_Records shown:_
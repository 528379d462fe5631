//! Request pipeline: URL validation, metadata and transcript enrichment,
//! summary generation and history bookkeeping.
//!
//! Only an invalid URL or a failed generation call ends a request in
//! `Failed`. Metadata and transcript lookups absorb their own failures.

use std::sync::Arc;
use std::time::Duration;

use chrono::Utc;
use log::{debug, info, warn};
use serde::Serialize;
use tokio::sync::{mpsc, watch};

use crate::config::Config;
use crate::history::{HistoryEntry, HistoryStore};
use crate::metadata::{MetadataSource, OEmbedClient, VideoMetadata};
use crate::summarize::{DetailLevel, GeminiClient, SummaryGenerator, TextGenerator};
use crate::youtube::{CaptionSource, YouTubeCaptions};
use crate::{Error, Result, VideoId, extract_video_id};

const UNKNOWN_VIDEO: &str = "Unknown Video";

/// Where a request currently is
#[derive(Debug, Clone, Copy, Default, PartialEq, Eq, Serialize)]
pub enum Phase {
    #[default]
    Idle,
    Validating,
    FetchingMetadata,
    FetchingTranscript,
    Generating,
    Succeeded,
    Failed,
}

impl Phase {
    /// Human-readable progress for the phases that do network work
    pub fn label(self) -> Option<&'static str> {
        match self {
            Phase::FetchingMetadata => Some("Fetching video information..."),
            Phase::FetchingTranscript => Some("Fetching transcript..."),
            Phase::Generating => Some("Generating AI summary..."),
            _ => None,
        }
    }

    pub fn is_terminal(self) -> bool {
        matches!(self, Phase::Succeeded | Phase::Failed)
    }
}

/// Snapshot published on every phase transition
#[derive(Debug, Clone, Copy, Default, PartialEq, Eq)]
pub struct Progress {
    pub phase: Phase,
    pub label: Option<&'static str>,
}

/// A finished summary and what went into it
#[derive(Debug, Clone, PartialEq, Eq, Serialize)]
pub struct SummaryResult {
    pub video_id: VideoId,
    pub url: String,
    pub level: DetailLevel,
    pub metadata: Option<VideoMetadata>,
    pub text: String,
    pub used_transcript: bool,
    pub fallback: bool,
}

/// Working state of the latest request
#[derive(Debug, Clone, Default)]
pub struct RequestState {
    pub phase: Phase,
    pub error: Option<Error>,
    pub metadata: Option<VideoMetadata>,
    pub transcript: Option<String>,
    pub summary: Option<SummaryResult>,
}

impl RequestState {
    fn clear_display(&mut self) {
        self.metadata = None;
        self.transcript = None;
        self.summary = None;
    }
}

pub struct Orchestrator {
    metadata: Arc<dyn MetadataSource>,
    captions: Arc<dyn CaptionSource>,
    generator: SummaryGenerator,
    history: HistoryStore,
    state: RequestState,
    progress: watch::Sender<Progress>,
    listeners: Vec<mpsc::UnboundedSender<Progress>>,
    concurrent_fetch: bool,
}

impl Orchestrator {
    pub fn new(
        metadata: Arc<dyn MetadataSource>,
        captions: Arc<dyn CaptionSource>,
        generator: SummaryGenerator,
    ) -> Self {
        let (progress, _) = watch::channel(Progress::default());
        Self {
            metadata,
            captions,
            generator,
            history: HistoryStore::new(),
            state: RequestState::default(),
            progress,
            listeners: Vec::new(),
            concurrent_fetch: false,
        }
    }

    /// Wire up the production clients from configuration
    pub fn from_config(config: &Config) -> eyre::Result<Self> {
        let client = reqwest::Client::builder()
            .timeout(Duration::from_secs(config.timeout_secs()))
            .build()?;

        let backend = config.gemini_api_key().map(|key| {
            info!("Gemini summarization enabled (model {})", config.gemini_model());
            Arc::new(GeminiClient::new(client.clone(), key, config.gemini_model())) as Arc<dyn TextGenerator>
        });
        if config.youtube_api_key().is_none() {
            info!("YouTube API key not configured, transcripts disabled");
        }

        let orchestrator = Self::new(
            Arc::new(OEmbedClient::new(client.clone())),
            Arc::new(YouTubeCaptions::new(client, config.youtube_api_key())),
            SummaryGenerator::new(backend),
        )
        .with_concurrent_fetch(config.concurrent_fetch.unwrap_or(false));
        Ok(orchestrator)
    }

    /// Fetch metadata and transcript together instead of one after the other
    pub fn with_concurrent_fetch(mut self, enabled: bool) -> Self {
        self.concurrent_fetch = enabled;
        self
    }

    pub fn subscribe(&self) -> watch::Receiver<Progress> {
        self.progress.subscribe()
    }

    /// Every transition in order, including ones the watch channel would coalesce
    pub fn events(&mut self) -> mpsc::UnboundedReceiver<Progress> {
        let (tx, rx) = mpsc::unbounded_channel();
        self.listeners.push(tx);
        rx
    }

    pub fn phase(&self) -> Phase {
        self.state.phase
    }

    pub fn progress(&self) -> Progress {
        *self.progress.borrow()
    }

    pub fn state(&self) -> &RequestState {
        &self.state
    }

    pub fn history(&self) -> &HistoryStore {
        &self.history
    }

    pub fn history_mut(&mut self) -> &mut HistoryStore {
        &mut self.history
    }

    pub fn generator(&self) -> &SummaryGenerator {
        &self.generator
    }

    fn transition(&mut self, phase: Phase) {
        debug!("Phase: {:?} -> {phase:?}", self.state.phase);
        self.state.phase = phase;
        let progress = Progress {
            phase,
            label: phase.label(),
        };
        self.listeners.retain(|tx| tx.send(progress).is_ok());
        self.progress.send_replace(progress);
    }

    fn fail(&mut self, error: Error) -> Result<SummaryResult> {
        warn!("Summarization failed: {error}");
        self.state.error = Some(error.clone());
        self.state.transcript = None;
        self.transition(Phase::Failed);
        Err(error)
    }

    /// Run one request end to end. Taking `&mut self` keeps a second
    /// submission from starting while this one is in flight.
    pub async fn summarize(&mut self, url: &str, level: DetailLevel) -> Result<SummaryResult> {
        self.state.error = None;
        self.transition(Phase::Idle);
        self.transition(Phase::Validating);

        let Some(video_id) = extract_video_id(url) else {
            return self.fail(Error::InvalidUrl {
                input: url.trim().to_string(),
            });
        };

        info!("Starting {level} summarization for video: {video_id}");
        self.state.clear_display();

        let (metadata, transcript) = if self.concurrent_fetch {
            self.transition(Phase::FetchingMetadata);
            self.transition(Phase::FetchingTranscript);
            tokio::join!(self.metadata.fetch(&video_id), self.captions.fetch(&video_id))
        } else {
            self.transition(Phase::FetchingMetadata);
            let metadata = self.metadata.fetch(&video_id).await;
            self.transition(Phase::FetchingTranscript);
            let transcript = self.captions.fetch(&video_id).await;
            (metadata, transcript)
        };
        debug!("Video info: {metadata:?}");
        debug!(
            "Transcript available: {}, length: {}",
            transcript.is_some(),
            transcript.as_ref().map_or(0, String::len)
        );
        self.state.metadata = metadata.clone();
        self.state.transcript = transcript;

        self.transition(Phase::Generating);
        let generated = match self
            .generator
            .summarize(&video_id, level, metadata.as_ref(), self.state.transcript.as_deref())
            .await
        {
            Ok(generated) => generated,
            Err(e) => return self.fail(e),
        };

        let used_transcript = self.state.transcript.take().is_some();
        let result = SummaryResult {
            video_id: video_id.clone(),
            url: url.to_string(),
            level,
            metadata: metadata.clone(),
            text: generated.text,
            used_transcript,
            fallback: generated.fallback,
        };

        self.history.append(HistoryEntry {
            video_id,
            url: url.to_string(),
            timestamp: Utc::now(),
            level,
            title: metadata
                .and_then(|m| m.title)
                .unwrap_or_else(|| UNKNOWN_VIDEO.to_string()),
            is_favorite: false,
        });

        self.state.summary = Some(result.clone());
        self.transition(Phase::Succeeded);
        info!("Summary ready for {}, length: {}", result.video_id, result.text.len());
        Ok(result)
    }
}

_What you need to do:_ The string "Option" marks the lines to return from the material. Copy each one.

_Result:_
    pub fn label(self) -> Option<&'static str> {
    pub label: Option<&'static str>,
    pub metadata: Option<VideoMetadata>,
    pub error: Option<Error>,
    pub metadata: Option<VideoMetadata>,
    pub transcript: Option<String>,
    pub summary: Option<SummaryResult>,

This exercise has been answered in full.